From 1987 to 1989, he worked as a fluid mechanics/hydrogeology expert in the repository safety group of the Institute for Deep Geological Repositories (Braunschweig) of the Gesellschaft für Strahlen und Umweltforschung München mbH (GSF) (now Helmholtz Zentrum München). From 1989 to 2000, he was a research scientist in the geophysics department of the Geological Survey of Lower Saxony (NLfB), which later became the Leibniz Institute for Applied Geophysics, and head of the sections groundwater hydraulics, geothermics and groundwater hydraulics.

In 1995 Clauser obtained the second doctorate (Habilitation) at the University of Bonn (Rheinische Friedrich-Wilhelms-Universität Bonn), supervised by Horst Neugebauer, with the topic Heat transport processes in the Earth's crust and their signatures in the temperature field and received the Venia Legendi for the subject Geophysics. In 2000, he was appointed Professor of Applied Geophysics at RWTH Aachen University (Rheinisch-Westfälische Technische Hochschule Aachen), a position he held until 2007, when he accepted the Chair of Applied Geophysics and Geothermal Energy at RWTH Aachen University as part of the E.ON Energy Research Center, a position he held until his retirement in 2018.

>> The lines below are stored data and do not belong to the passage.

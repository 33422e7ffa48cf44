use serde::{Deserialize, Serialize};

use crate::error::RejectionKind;
use crate::layout::LayoutWarning;
use crate::units;

/// Maximum number of app-direct extents (and interleave sets per DIMM).
pub const MAX_APP_DIRECT_EXTENTS: usize = 2;
pub const IMCS_PER_SOCKET: usize = 2;
pub const CHANNELS_PER_IMC: u32 = 3;
pub const DIMMS_PER_SOCKET: u32 = 6;

/// One persistent-memory module, as seen by a single planning run.
#[derive(Debug, Clone, PartialEq, Eq, Hash, Serialize, Deserialize)]
pub struct Dimm {
    pub uid: String,
    pub socket_id: u16,
    pub memory_controller_id: u16,
    pub channel_id: u32,
    pub capacity_bytes: u64,
    /// Reserve this module entirely for storage.
    #[serde(default)]
    pub reserved: bool,
}

impl Dimm {
    pub fn new(
        uid: impl Into<String>,
        socket_id: u16,
        memory_controller_id: u16,
        channel_id: u32,
        capacity_bytes: u64,
    ) -> Self {
        Self {
            uid: uid.into(),
            socket_id,
            memory_controller_id,
            channel_id,
            capacity_bytes,
            reserved: false,
        }
    }

    #[must_use]
    pub fn reserved(mut self) -> Self {
        self.reserved = true;
        self
    }

    pub fn capacity_gib(&self) -> u64 {
        units::bytes_to_gib(self.capacity_bytes)
    }

    /// Channel index within its memory controller. Modules sharing a group on
    /// the two controllers of a socket are channel partners.
    pub fn channel_group(&self) -> u32 {
        self.channel_id % CHANNELS_PER_IMC
    }

    /// Bit position of this module in a socket population map.
    pub fn socket_slot(&self) -> u32 {
        2 * self.channel_group() + u32::from(self.memory_controller_id)
    }
}

/// Interleave granularity reported by the platform.
#[derive(Debug, Clone, Copy, PartialEq, Eq, Hash, PartialOrd, Ord, Default, Serialize, Deserialize)]
pub enum InterleaveSize {
    #[serde(rename = "64b")]
    Size64B,
    #[serde(rename = "128b")]
    Size128B,
    #[serde(rename = "256b")]
    Size256B,
    #[default]
    #[serde(rename = "4kb")]
    Size4KB,
    #[serde(rename = "1gb")]
    Size1GB,
}

impl InterleaveSize {
    pub fn bytes(self) -> u64 {
        match self {
            InterleaveSize::Size64B => 64,
            InterleaveSize::Size128B => 128,
            InterleaveSize::Size256B => 256,
            InterleaveSize::Size4KB => 4 * units::KIB,
            InterleaveSize::Size1GB => units::GIB,
        }
    }
}

/// Number of modules striped together by one interleave set.
#[derive(Debug, Clone, Copy, PartialEq, Eq, Hash, PartialOrd, Ord, Serialize, Deserialize)]
#[serde(try_from = "u8", into = "u8")]
pub enum InterleaveWays {
    One,
    Two,
    Three,
    Four,
    Six,
}

impl InterleaveWays {
    /// Platforms only build sets over 1, 2, 3, 4 or 6 modules.
    pub fn from_dimm_count(count: usize) -> Option<Self> {
        match count {
            1 => Some(InterleaveWays::One),
            2 => Some(InterleaveWays::Two),
            3 => Some(InterleaveWays::Three),
            4 => Some(InterleaveWays::Four),
            6 => Some(InterleaveWays::Six),
            _ => None,
        }
    }

    pub fn dimm_count(self) -> usize {
        match self {
            InterleaveWays::One => 1,
            InterleaveWays::Two => 2,
            InterleaveWays::Three => 3,
            InterleaveWays::Four => 4,
            InterleaveWays::Six => 6,
        }
    }
}

impl TryFrom<u8> for InterleaveWays {
    type Error = String;

    fn try_from(value: u8) -> Result<Self, Self::Error> {
        Self::from_dimm_count(usize::from(value))
            .ok_or_else(|| format!("unsupported interleave ways {value} (expected 1, 2, 3, 4 or 6)"))
    }
}

impl From<InterleaveWays> for u8 {
    fn from(value: InterleaveWays) -> Self {
        value.dimm_count() as u8
    }
}

/// A platform-reported interleave capability.
#[derive(Debug, Clone, Copy, PartialEq, Eq, Serialize, Deserialize)]
pub struct InterleaveFormat {
    pub ways: InterleaveWays,
    pub imc: InterleaveSize,
    pub channel: InterleaveSize,
    #[serde(default)]
    pub recommended: bool,
}

impl InterleaveFormat {
    pub fn new(ways: InterleaveWays, imc: InterleaveSize, channel: InterleaveSize) -> Self {
        Self {
            ways,
            imc,
            channel,
            recommended: false,
        }
    }

    #[must_use]
    pub fn recommended(mut self) -> Self {
        self.recommended = true;
        self
    }

    pub fn is_by_one(&self) -> bool {
        self.ways == InterleaveWays::One
    }
}

#[derive(Debug, Clone, Default, PartialEq, Eq, Serialize, Deserialize)]
pub struct ModeCapabilities {
    #[serde(default)]
    pub supported: bool,
    #[serde(default)]
    pub interleave_formats: Vec<InterleaveFormat>,
}

impl ModeCapabilities {
    pub fn supported(interleave_formats: Vec<InterleaveFormat>) -> Self {
        Self {
            supported: true,
            interleave_formats,
        }
    }

    pub fn unsupported() -> Self {
        Self::default()
    }

    /// Whether any platform format honors `selector`.
    pub fn supports(&self, selector: &InterleaveSelector) -> bool {
        self.interleave_formats
            .iter()
            .any(|format| selector.matches(format))
    }

    /// Whether a platform format honoring `selector` is also recommended.
    ///
    /// Only meaningful for by-one and explicit selectors; a default selector
    /// always defers to the platform and is never judged.
    pub fn recommends(&self, selector: &InterleaveSelector) -> bool {
        self.interleave_formats.iter().any(|format| {
            format.recommended
                && match selector {
                    InterleaveSelector::ByOne => format.is_by_one(),
                    InterleaveSelector::Explicit { imc, channel } => {
                        !format.is_by_one() && format.imc == *imc && format.channel == *channel
                    }
                    InterleaveSelector::Default => false,
                }
        })
    }

    /// Interleave sizes to use for a set over `ways` modules when the request
    /// left them to the platform. The last matching format wins unless an
    /// earlier one is recommended.
    pub fn default_sizes_for(&self, ways: InterleaveWays) -> Option<(InterleaveSize, InterleaveSize)> {
        let mut found = None;
        for format in self.interleave_formats.iter().filter(|f| f.ways == ways) {
            found = Some((format.imc, format.channel));
            if format.recommended {
                break;
            }
        }
        found
    }
}

/// Platform capability snapshot consumed by rules and steps.
#[derive(Debug, Clone, Default, PartialEq, Eq, Serialize, Deserialize)]
pub struct PlatformCapabilities {
    #[serde(default)]
    pub memory_mode: ModeCapabilities,
    #[serde(default)]
    pub app_direct: ModeCapabilities,
    #[serde(default)]
    pub pm_direct: ModeCapabilities,
}

/// How a requested extent should be interleaved.
#[derive(Debug, Clone, Copy, PartialEq, Eq, Hash, Default, Serialize, Deserialize)]
#[serde(rename_all = "snake_case", tag = "kind")]
pub enum InterleaveSelector {
    /// One x1 set per module, no interleaving.
    ByOne,
    /// Let the platform pick sizes for whatever way count the layout ends up with.
    #[default]
    Default,
    Explicit {
        imc: InterleaveSize,
        channel: InterleaveSize,
    },
}

impl InterleaveSelector {
    pub fn is_by_one(&self) -> bool {
        matches!(self, InterleaveSelector::ByOne)
    }

    /// By-one matches x1 formats, explicit sizes match on `{imc, channel}`,
    /// and the default selector matches any format.
    pub fn matches(&self, format: &InterleaveFormat) -> bool {
        match self {
            InterleaveSelector::ByOne => format.is_by_one(),
            InterleaveSelector::Default => true,
            InterleaveSelector::Explicit { imc, channel } => {
                format.imc == *imc && format.channel == *channel
            }
        }
    }
}

/// A requested contiguous persistent region.
#[derive(Debug, Clone, Copy, PartialEq, Eq, Serialize, Deserialize)]
pub struct AppDirectExtent {
    pub capacity_gib: u64,
    #[serde(default)]
    pub interleave: InterleaveSelector,
}

/// Persistent extents share the app-direct shape; they are judged against the
/// `pm_direct` capability family instead.
pub type PersistentExtent = AppDirectExtent;

impl AppDirectExtent {
    pub fn interleaved(capacity_gib: u64) -> Self {
        Self {
            capacity_gib,
            interleave: InterleaveSelector::Default,
        }
    }

    pub fn by_one(capacity_gib: u64) -> Self {
        Self {
            capacity_gib,
            interleave: InterleaveSelector::ByOne,
        }
    }

    pub fn explicit(capacity_gib: u64, imc: InterleaveSize, channel: InterleaveSize) -> Self {
        Self {
            capacity_gib,
            interleave: InterleaveSelector::Explicit { imc, channel },
        }
    }
}

/// Which capability family persistent extents are validated against.
#[derive(Debug, Clone, Copy, PartialEq, Eq, Hash, Default, Serialize, Deserialize)]
#[serde(rename_all = "snake_case")]
pub enum PersistentMode {
    #[default]
    AppDirect,
    PmDirect,
}

impl PersistentMode {
    pub fn capabilities(self, platform: &PlatformCapabilities) -> &ModeCapabilities {
        match self {
            PersistentMode::AppDirect => &platform.app_direct,
            PersistentMode::PmDirect => &platform.pm_direct,
        }
    }

    pub fn settings_not_supported(self) -> RejectionKind {
        match self {
            PersistentMode::AppDirect => RejectionKind::AppDirectSettingsNotSupported,
            PersistentMode::PmDirect => RejectionKind::PersistentSettingsNotSupported,
        }
    }

    pub fn settings_not_recommended(self) -> LayoutWarning {
        match self {
            PersistentMode::AppDirect => LayoutWarning::AppDirectSettingsNotRecommended,
            PersistentMode::PmDirect => LayoutWarning::PersistentSettingsNotRecommended,
        }
    }
}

In 2006, together with his colleagues Alan Green at ETH Zurich, Kees Wapenaar and Evert Slob at TU Delft, he founded the trinational, English-language IDEA League master's program Applied Geophysics. In addition to numerous diploma, bachelor's and master's theses, he supervised 23 doctoral students during his time as a university lecturer and was the second supervisor for ten others.

As author and co-author, Clauser has published over 80 scientific articles on the topics of heat and mass transport in the Earth, paleoclimate, numerical simulation technology, rock and borehole physics as well as geothermal energy in peer-reviewed international scientific journals as well as a monograph on the physics of the Earth in German and English as well as a German monograph on exploration seismology and gravimetry. Together with his Aachen colleagues Helge Stanjek and Stefan Peiffer, Clauser obtained a German and a European patent for a method and arrangement for the storage and permanent fixation of CO_{2} dissolved in water in geological formations.

== Economic activity ==

In 2002, Karin and Christoph Clauser founded and operated the Geophysica Beratungsgesellschaft mbH in Aachen, a consultancy with focus on geothermal energy and the interpretation of geophysical borehole measurements, which they operated until mid-2024. It has been operating under new management since August 2024.

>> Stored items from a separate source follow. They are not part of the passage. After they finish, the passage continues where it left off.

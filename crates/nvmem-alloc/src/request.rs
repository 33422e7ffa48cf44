use std::collections::BTreeSet;

use serde::{Deserialize, Serialize};

use crate::reserve::ReserveDimmSelector;
use crate::types::{AppDirectExtent, Dimm};

/// Planning input. Capacities are whole GiB and zero means "not requested".
#[derive(Debug, Clone, Default, PartialEq, Eq, Serialize, Deserialize)]
pub struct MemoryAllocationRequest {
    pub dimms: Vec<Dimm>,
    /// Set one whole module aside for storage.
    #[serde(default)]
    pub reserve_dimm: bool,
    #[serde(default)]
    pub memory_mode_capacity_gib: u64,
    /// Capacity to leave unmapped on the non-reserved modules.
    #[serde(default)]
    pub reserved_capacity_gib: u64,
    #[serde(default)]
    pub app_direct_extents: Vec<AppDirectExtent>,
}

impl MemoryAllocationRequest {
    pub fn new(dimms: Vec<Dimm>) -> Self {
        Self {
            dimms,
            ..Self::default()
        }
    }

    #[must_use]
    pub fn with_memory_mode_gib(mut self, gib: u64) -> Self {
        self.memory_mode_capacity_gib = gib;
        self
    }

    #[must_use]
    pub fn with_reserved_gib(mut self, gib: u64) -> Self {
        self.reserved_capacity_gib = gib;
        self
    }

    #[must_use]
    pub fn with_extent(mut self, extent: AppDirectExtent) -> Self {
        self.app_direct_extents.push(extent);
        self
    }

    #[must_use]
    pub fn with_reserve_dimm(mut self) -> Self {
        self.reserve_dimm = true;
        self
    }

    pub fn dimms(&self) -> &[Dimm] {
        &self.dimms
    }

    /// Whether one module is set aside, either flagged directly or via `reserve_dimm`.
    pub fn reserves_dimm(&self) -> bool {
        self.reserve_dimm || self.dimms.iter().any(|dimm| dimm.reserved)
    }

    /// The module set aside for storage. A module flagged `reserved` wins;
    /// otherwise [`ReserveDimmSelector`] picks one.
    pub fn reserved_dimm(&self) -> Option<&Dimm> {
        if let Some(flagged) = self.dimms.iter().find(|dimm| dimm.reserved) {
            return Some(flagged);
        }
        if !self.reserve_dimm {
            return None;
        }
        ReserveDimmSelector::new(&self.dimms).select()
    }

    pub fn non_reserved_dimms(&self) -> Vec<&Dimm> {
        let reserved = self.reserved_dimm().map(|dimm| dimm.uid.as_str());
        self.dimms
            .iter()
            .filter(|dimm| Some(dimm.uid.as_str()) != reserved)
            .collect()
    }

    pub fn memory_mode_capacity_gib(&self) -> u64 {
        self.memory_mode_capacity_gib
    }

    pub fn reserved_capacity_gib(&self) -> u64 {
        self.reserved_capacity_gib
    }

    pub fn app_direct_capacity_gib(&self) -> u64 {
        self.app_direct_extents
            .iter()
            .map(|extent| extent.capacity_gib)
            .sum()
    }

    pub fn requests_app_direct(&self) -> bool {
        !self.app_direct_extents.is_empty()
    }

    /// Memory mode capacity and nothing persistent.
    pub fn is_volatile_only(&self) -> bool {
        self.memory_mode_capacity_gib > 0 && self.app_direct_extents.is_empty()
    }

    pub fn total_capacity_bytes(&self) -> u64 {
        self.dimms.iter().map(|dimm| dimm.capacity_bytes).sum()
    }

    pub fn sockets(&self) -> BTreeSet<u16> {
        self.dimms.iter().map(|dimm| dimm.socket_id).collect()
    }
}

== Memberships and honors ==

In 2011, Clauser was elected to the German Academy of Sciences Leopoldina. There he headed a working group on geothermal energy as part of the joint project Energy Systems of the Future of the Leopoldina, German Academy of Science and Engineering and Union of the German Academies of Sciences and Humanities. In addition, he was part of a group of experts preparing a discussion paper on issues relating to the search for sites and disposal of highly radioactive materials in Germany.

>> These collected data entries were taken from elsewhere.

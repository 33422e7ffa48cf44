use std::sync::Arc;

use crate::deviation::{PostLayoutCheck, PostLayoutRequestDeviationCheck};
use crate::error::{AllocationError, LibraryError};
use crate::layout::MemoryAllocationLayout;
use crate::library::{DeviceDiscovery, DeviceLibrary};
use crate::request::MemoryAllocationRequest;
use crate::rules::{self, RequestRule};
use crate::steps::{self, LayoutStep};
use crate::types::{PersistentMode, PlatformCapabilities};

/// Where a planning run currently is. Runs only move forward.
#[derive(Debug, Clone, Copy, PartialEq, Eq)]
pub enum PlanningStage {
    Validating,
    Planning,
    Verifying,
    Accepted,
    Rejected,
}

/// Turns requests into verified layouts.
///
/// Capabilities and manageable devices are captured once at construction;
/// goal and namespace state is queried from the library on every run.
pub struct MemoryAllocator {
    library: Arc<dyn DeviceLibrary>,
    mode: PersistentMode,
    capabilities: PlatformCapabilities,
    manageable: Vec<DeviceDiscovery>,
    rules: Vec<Box<dyn RequestRule>>,
    checks: Vec<Box<dyn PostLayoutCheck>>,
}

impl MemoryAllocator {
    pub fn new(library: Arc<dyn DeviceLibrary>, mode: PersistentMode) -> Result<Self, AllocationError> {
        let capabilities = library
            .capabilities()
            .map_err(|source| AllocationError::library("capabilities", source))?;
        let manageable = library
            .manageable_devices()
            .map_err(|source| AllocationError::library("manageable_devices", source))?;
        let rules = rules::standard_rules(&library, &capabilities, &manageable, mode);

        Ok(Self {
            library,
            mode,
            capabilities,
            manageable,
            rules,
            checks: vec![Box::new(PostLayoutRequestDeviationCheck)],
        })
    }

    pub fn persistent_mode(&self) -> PersistentMode {
        self.mode
    }

    pub fn capabilities(&self) -> &PlatformCapabilities {
        &self.capabilities
    }

    pub fn manageable_devices(&self) -> &[DeviceDiscovery] {
        &self.manageable
    }

    /// Appends `rule` after the standard chain.
    #[must_use]
    pub fn with_rule(mut self, rule: Box<dyn RequestRule>) -> Self {
        self.rules.push(rule);
        self
    }

    /// Appends `check` after the deviation check.
    #[must_use]
    pub fn with_check(mut self, check: Box<dyn PostLayoutCheck>) -> Self {
        self.checks.push(check);
        self
    }

    /// Validates `request`, lays it out, and verifies the result. Nothing
    /// partial is returned on failure.
    pub fn layout(&self, request: &MemoryAllocationRequest) -> Result<MemoryAllocationLayout, AllocationError> {
        let _span = tracing::info_span!(
            target: "nvmem.alloc",
            "layout",
            dimms = request.dimms().len(),
            memory_gib = request.memory_mode_capacity_gib(),
            extents = request.app_direct_extents.len(),
        )
        .entered();

        match self.run(request) {
            Ok(layout) => {
                tracing::debug!(target: "nvmem.alloc", stage = ?PlanningStage::Accepted, "layout accepted");
                Ok(layout)
            }
            Err((stage, err)) => {
                tracing::warn!(
                    target: "nvmem.alloc",
                    stage = ?PlanningStage::Rejected,
                    failed_in = ?stage,
                    rejection = ?err.rejection(),
                    error = %err,
                    "layout rejected"
                );
                Err(err)
            }
        }
    }

    fn run(
        &self,
        request: &MemoryAllocationRequest,
    ) -> Result<MemoryAllocationLayout, (PlanningStage, AllocationError)> {
        let mut stage = PlanningStage::Validating;
        tracing::debug!(target: "nvmem.alloc", ?stage, "validating request");
        for rule in &self.rules {
            rule.verify(request).map_err(|err| {
                tracing::debug!(target: "nvmem.alloc", rule = rule.name(), "rule failed");
                (stage, err)
            })?;
        }

        stage = PlanningStage::Planning;
        tracing::debug!(target: "nvmem.alloc", ?stage, "planning layout");
        let existing_max_set_id = self.existing_max_set_id().map_err(|err| (stage, err))?;
        let mut layout = MemoryAllocationLayout::for_request(request);
        let steps: Vec<Box<dyn LayoutStep>> =
            steps::standard_steps(request, &self.capabilities, self.mode, existing_max_set_id);
        for step in &steps {
            step.execute(request, &mut layout).map_err(|err| {
                tracing::debug!(target: "nvmem.alloc", step = step.name(), "step failed");
                (stage, err)
            })?;
        }

        stage = PlanningStage::Verifying;
        tracing::debug!(target: "nvmem.alloc", ?stage, "verifying layout");
        for check in &self.checks {
            check.verify(request, &layout).map_err(|err| {
                tracing::debug!(target: "nvmem.alloc", check = check.name(), "check failed");
                (stage, err)
            })?;
        }
        Ok(layout)
    }

    /// Highest interleave set id already stored on any manageable module.
    fn existing_max_set_id(&self) -> Result<u16, AllocationError> {
        let mut max = 0;
        for device in &self.manageable {
            match self.library.config_goal(&device.uid) {
                Ok(goal) => max = max.max(goal.max_set_id().unwrap_or(0)),
                Err(LibraryError::NotFound) => {}
                Err(source) => {
                    return Err(AllocationError::library(
                        format!("config_goal({})", device.uid),
                        source,
                    ))
                }
            }
        }
        Ok(max)
    }
}

impl std::fmt::Debug for MemoryAllocator {
    fn fmt(&self, f: &mut std::fmt::Formatter<'_>) -> std::fmt::Result {
        f.debug_struct("MemoryAllocator")
            .field("mode", &self.mode)
            .field("capabilities", &self.capabilities)
            .field("manageable", &self.manageable.len())
            .field("rules", &self.rules.iter().map(|rule| rule.name()).collect::<Vec<_>>())
            .finish_non_exhaustive()
    }
}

Clauser served the International Heat Flow Commission of the IASPEI (International Association of Seismology and Physics and the Earth's Interior), from 1987 until 2015 in various capacities as Secretary, Deputy Secretary, Deputy Chairman, and Chairman . He was a member of the Forschungskollegium Physik des Erdkörpers (FKPE) from 2000 to 2018 and was its Chairman (2003 - 2005) and Vice-Chairman (2001-2003). Until 2024, he was a member of the AGU (American Geophysical Union) and SEG (Society of Exploration Geophysicists). He is a member of the Deutsche Geophysikalische Gesellschaft and Vereinigung Aachener Geowissenschaftler.